Work out the count of lines in the listing below that include "bool". Give that count alone.

-----

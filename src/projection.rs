// 📊 Table Projector - flat metric × period table derived from the ledger
//
// Pure: two projections with no mutation in between are equal.
// Rows: first-seen metric order. Columns: most recent period first.
// Missing cells are explicit "no data" entries, never absent.

use crate::ledger::{Cell, MetricLedger};
use crate::observation::Observation;
use crate::period::Period;
use crate::resolver::{conflict_status, display_index};
use serde::{Deserialize, Serialize};

#[derive(Debug, Clone, PartialEq, Serialize, Deserialize)]
pub struct ProjectedCell {
    pub period: Period,

    /// Resolved display value (None = no data, or the source reported none)
    pub value: Option<f64>,

    /// Source of the resolved value
    pub source_label: Option<String>,

    /// True when the value comes from an explicit user selection
    pub selected: bool,

    pub is_conflict: bool,

    /// Every observation for the cell, arrival order
    pub candidates: Vec<Observation>,
}

impl ProjectedCell {
    pub fn no_data(period: Period) -> Self {
        ProjectedCell {
            period,
            value: None,
            source_label: None,
            selected: false,
            is_conflict: false,
            candidates: Vec::new(),
        }
    }

    fn from_cell(period: Period, cell: &Cell) -> Self {
        let shown = display_index(cell).and_then(|index| cell.observations().get(index));

        ProjectedCell {
            period,
            value: shown.and_then(|o| o.value),
            source_label: shown.map(|o| o.source_label.clone()),
            selected: cell.selected_index().is_some(),
            is_conflict: conflict_status(cell).is_conflict(),
            candidates: cell.observations().to_vec(),
        }
    }

    /// False for the explicit "no data" placeholder
    pub fn has_data(&self) -> bool {
        !self.candidates.is_empty()
    }
}

#[derive(Debug, Clone, PartialEq, Serialize, Deserialize)]
pub struct TableRow {
    pub metric_key: String,
    pub title: String,

    /// One entry per table column, same order as `Table::periods`
    pub cells: Vec<ProjectedCell>,
}

impl TableRow {
    pub fn cell(&self, period: &Period) -> Option<&ProjectedCell> {
        self.cells.iter().find(|cell| &cell.period == period)
    }

    pub fn conflict_count(&self) -> usize {
        self.cells.iter().filter(|cell| cell.is_conflict).count()
    }
}

#[derive(Debug, Clone, Default, PartialEq, Serialize, Deserialize)]
pub struct Table {
    /// Column order
    pub periods: Vec<Period>,
    pub rows: Vec<TableRow>,
}

impl Table {
    pub fn is_empty(&self) -> bool {
        self.rows.is_empty()
    }

    pub fn row(&self, metric_key: &str) -> Option<&TableRow> {
        self.rows.iter().find(|row| row.metric_key == metric_key)
    }

    pub fn conflict_count(&self) -> usize {
        self.rows.iter().map(TableRow::conflict_count).sum()
    }
}

/// Project the ledger onto the requested columns. Periods are sorted into
/// canonical order and de-duplicated; the caller's order does not matter.
pub fn project(ledger: &MetricLedger, periods: &[Period]) -> Table {
    let mut columns = periods.to_vec();
    columns.sort();
    columns.dedup();

    let rows = ledger
        .metrics()
        .map(|metric| TableRow {
            metric_key: metric.key.clone(),
            title: metric.title.clone(),
            cells: columns
                .iter()
                .map(|period| match ledger.cell(&metric.key, period) {
                    Some(cell) => ProjectedCell::from_cell(*period, cell),
                    None => ProjectedCell::no_data(*period),
                })
                .collect(),
        })
        .collect();

    Table { periods: columns, rows }
}

/// Project onto every period present in the ledger
pub fn project_all(ledger: &MetricLedger) -> Table {
    project(ledger, &ledger.periods())
}

#[cfg(test)]
mod tests {
    use super::*;
    use crate::merge::merge_batch;
    use crate::resolver::ConflictResolver;

    fn p(year: i32, month: u8) -> Period {
        Period::new(year, month).unwrap()
    }

    fn obs(value: Option<f64>, source: &str) -> Observation {
        Observation::new(value, source, format!("https://docs.example/{}.png", source))
    }

    fn sample_ledger() -> MetricLedger {
        let mut ledger = MetricLedger::new();
        merge_batch(&mut ledger, "revenue", "Revenue", p(2024, 1), vec![obs(Some(1000.0), "10-K"), obs(Some(1200.0), "Deck")]);
        merge_batch(&mut ledger, "cogs", "Cost of Sales", p(2024, 1), vec![obs(Some(400.0), "10-K")]);
        merge_batch(&mut ledger, "revenue", "Revenue", p(2023, 12), vec![obs(None, "10-K")]);
        ledger
    }

    #[test]
    fn test_rows_follow_first_seen_order() {
        let mut ledger = MetricLedger::new();
        merge_batch(&mut ledger, "zeta", "Zeta", p(2024, 1), vec![obs(Some(1.0), "A")]);
        merge_batch(&mut ledger, "alpha", "Alpha", p(2024, 1), vec![obs(Some(1.0), "A")]);

        let table = project_all(&ledger);
        let keys: Vec<&str> = table.rows.iter().map(|r| r.metric_key.as_str()).collect();
        assert_eq!(keys, vec!["zeta", "alpha"]);
    }

    #[test]
    fn test_columns_most_recent_first() {
        let ledger = sample_ledger();
        let table = project(&ledger, &[p(2023, 12), p(2024, 2), p(2024, 1), p(2024, 2)]);

        assert_eq!(table.periods, vec![p(2024, 2), p(2024, 1), p(2023, 12)]);
        let row_periods: Vec<Period> = table.rows[0].cells.iter().map(|c| c.period).collect();
        assert_eq!(row_periods, table.periods);
    }

    #[test]
    fn test_missing_cells_are_explicit_no_data() {
        let ledger = sample_ledger();
        let table = project(&ledger, &[p(2024, 1), p(2023, 12)]);

        let cogs = table.row("cogs").unwrap();
        let missing = cogs.cell(&p(2023, 12)).unwrap();
        assert!(!missing.has_data());
        assert_eq!(missing.value, None);

        // A null observation is data, even though it has no value
        let revenue = table.row("revenue").unwrap();
        let null_cell = revenue.cell(&p(2023, 12)).unwrap();
        assert!(null_cell.has_data());
        assert_eq!(null_cell.value, None);
        assert_eq!(null_cell.source_label.as_deref(), Some("10-K"));
    }

    #[test]
    fn test_conflict_and_candidates() {
        let table = project_all(&sample_ledger());
        let revenue = table.row("revenue").unwrap().cell(&p(2024, 1)).unwrap();

        assert!(revenue.is_conflict);
        assert_eq!(revenue.candidates.len(), 2);
        assert_eq!(revenue.value, Some(1000.0));
        assert!(!revenue.selected);
        assert_eq!(table.conflict_count(), 1);
    }

    #[test]
    fn test_projection_reflects_selection_immediately() {
        let mut ledger = sample_ledger();
        let mut resolver = ConflictResolver::new();
        resolver.select_observation(&mut ledger, "revenue", p(2024, 1), 1).unwrap();

        let table = project_all(&ledger);
        let revenue = table.row("revenue").unwrap().cell(&p(2024, 1)).unwrap();
        assert_eq!(revenue.value, Some(1200.0));
        assert!(revenue.selected);
    }

    #[test]
    fn test_projection_is_pure() {
        let ledger = sample_ledger();
        let periods = Period::months_of_years(&[2023, 2024]);
        assert_eq!(project(&ledger, &periods), project(&ledger, &periods));
    }

    #[test]
    fn test_empty_ledger_projects_empty_table() {
        let table = project(&MetricLedger::new(), &[p(2024, 1)]);
        assert!(table.is_empty());
        assert_eq!(table.periods, vec![p(2024, 1)]);
    }
}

-----

* _ANSWER AREA_: 4